Thursday, May 16, 2013

Grafted Tomatoes Arrive

Yesterday the poor UPS guy rattled up my pot-holed driveway and dropped a package. I was not expecting anything, so I was surprised to see it was my order of grafted tomatoes. When I ordered them I chose the latest shipping date, May 15, because tomatoes usually don’t go into the ground here until end of May, so it was a surprise to see them arrive right on the 15th.





They came in a cardboard shipping container with a plastic insert inside. It is designed to hold three tomatoes, which explains why why they have to be ordered in multiples of three. When you open the end of the box and slide out the insert, you see three plants neatly package and identified with little planting markers. You can see I chose a Big Beef, a Juliet and a Cherokee Purple.




The bottom section of the holder unsnaps and folds away from the root balls. The plants are grown in a fiber sleeve they claim is biodegradable. It looked to me like some kind of spun-bond fiber landscape fabric. It may be biodegradable but you wonder how long does that take? Since I saw a lot of roots growing right through the fiber, I decided not to worry, but I did clip the fabric that extended above the root ball so it wouldn’t wick moisture away.

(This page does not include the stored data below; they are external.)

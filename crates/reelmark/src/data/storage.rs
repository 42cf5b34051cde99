//! Storage layer for JSON persistence
//!
//! File-backed key-value persistence: one JSON document per named file in
//! the application data directory.

use crate::config::app::NAME;
use crate::error::{AppError, Result};
use serde::{de::DeserializeOwned, Serialize};
use std::fs;
use std::io::ErrorKind;
use std::path::{Path, PathBuf};

/// Get the application data directory path
pub fn data_dir() -> Result<PathBuf> {
    dirs::data_dir().map(|p| p.join(NAME)).ok_or_else(|| {
        AppError::Storage(
            "Could not determine data directory. HOME environment variable may not be set."
                .to_string(),
        )
    })
}

/// Get path to a named data file in the default data directory
pub fn data_path(filename: &str) -> Result<PathBuf> {
    Ok(data_dir()?.join(filename))
}

// =============================================================================
// Path-based functions (for testing and custom locations)
// =============================================================================

/// Create a directory if it doesn't exist, with proper error handling
fn create_dir_if_needed(path: &Path) -> Result<()> {
    match fs::create_dir_all(path) {
        Ok(()) => Ok(()),
        Err(e) => {
            let msg = match e.kind() {
                ErrorKind::PermissionDenied => {
                    format!("Permission denied: cannot create directory {:?}", path)
                }
                _ => format!("Failed to create directory {:?}: {}", path, e),
            };
            Err(AppError::Storage(msg))
        }
    }
}

/// Read file contents, mapping "not found" to None
fn read_file(path: &Path) -> Result<Option<String>> {
    match fs::read_to_string(path) {
        Ok(content) => Ok(Some(content)),
        Err(e) => match e.kind() {
            ErrorKind::NotFound => Ok(None),
            ErrorKind::PermissionDenied => Err(AppError::Storage(format!(
                "Permission denied: cannot read {:?}",
                path
            ))),
            _ => Err(AppError::Storage(format!(
                "Failed to read {:?}: {}",
                path, e
            ))),
        },
    }
}

/// Write file contents with proper error handling
fn write_file(path: &Path, content: &str) -> Result<()> {
    match fs::write(path, content) {
        Ok(()) => Ok(()),
        Err(e) => {
            let msg = match e.kind() {
                ErrorKind::PermissionDenied => {
                    format!("Permission denied: cannot write to {:?}", path)
                }
                ErrorKind::NotFound => {
                    format!("Cannot write to {:?}: parent directory does not exist", path)
                }
                _ => format!("Failed to write to {:?}: {}", path, e),
            };
            Err(AppError::Storage(msg))
        }
    }
}

/// Load data from a JSON file at a specific path
///
/// Returns `None` if the file doesn't exist or is empty.
/// Returns an error if the file exists but can't be read or parsed.
pub fn load_from<T: DeserializeOwned>(path: &Path) -> Result<Option<T>> {
    let content = match read_file(path)? {
        Some(c) => c,
        None => return Ok(None),
    };

    // Empty file is treated as non-existent
    if content.trim().is_empty() {
        return Ok(None);
    }

    let data = serde_json::from_str(&content)
        .map_err(|e| AppError::Storage(format!("Failed to parse {:?}: {}", path, e)))?;

    Ok(Some(data))
}

/// Save data to a JSON file at a specific path
///
/// Creates parent directories if they don't exist.
pub fn save_to<T: Serialize>(path: &Path, data: &T) -> Result<()> {
    if let Some(parent) = path.parent() {
        if !parent.as_os_str().is_empty() {
            create_dir_if_needed(parent)?;
        }
    }

    let content = serde_json::to_string_pretty(data)
        .map_err(|e| AppError::Storage(format!("Failed to serialize data: {}", e)))?;

    write_file(path, &content)
}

The plants were pretty dry and a bit wilted, but not fatally so. I suspect this is done intentionally so they can fold the plants over into the container without snapping a stem. The instructions say to soak in water for 5-10 minutes before planting. Since they can not go outside yet, I put them into 18-ounce solo cups with McEnroe planting mix. I am also keeping them out of direct sun for a few days so they can recover and not get sun scald. They sure look kind of fragile. The white sticks you see were part of the grafting clip that is placed over the joint to hold the scion and rootstock together while the joint knits together.





In a few weeks, my trial of grafted tomatoes will begin. I am going to grow both grafted and un-grafted versions of the Big Beef  and Juliet tomatoes to compare results. I purchased a cell 4-pack of Big Beef and potted them up into solo cups. This should be interesting. Below you can see two of  the contenders, my ungrafted Big Beef on the left and the grafted plant on the right. It is kind of unfair to compare them now since the grafted plant is a little beat up right now. The transplants I bought from Applefield Farm are just beautiful, strong plants. We’ll see if the grafted plant can catch up and exceed.




  1. Looking forward to seeing the updates on this, never planted grafted tomatoes before.

  2. I've also wondered how plants were shipped - now I know (for tomatoes at least). I will be really interested in this experiment. There are quite a lot of grafted tomatoes sold here but I've never met anyone who grows them.

    1. I knew they were available to home gardeners in England and Australia for awhile but no one seems to have ever planted one.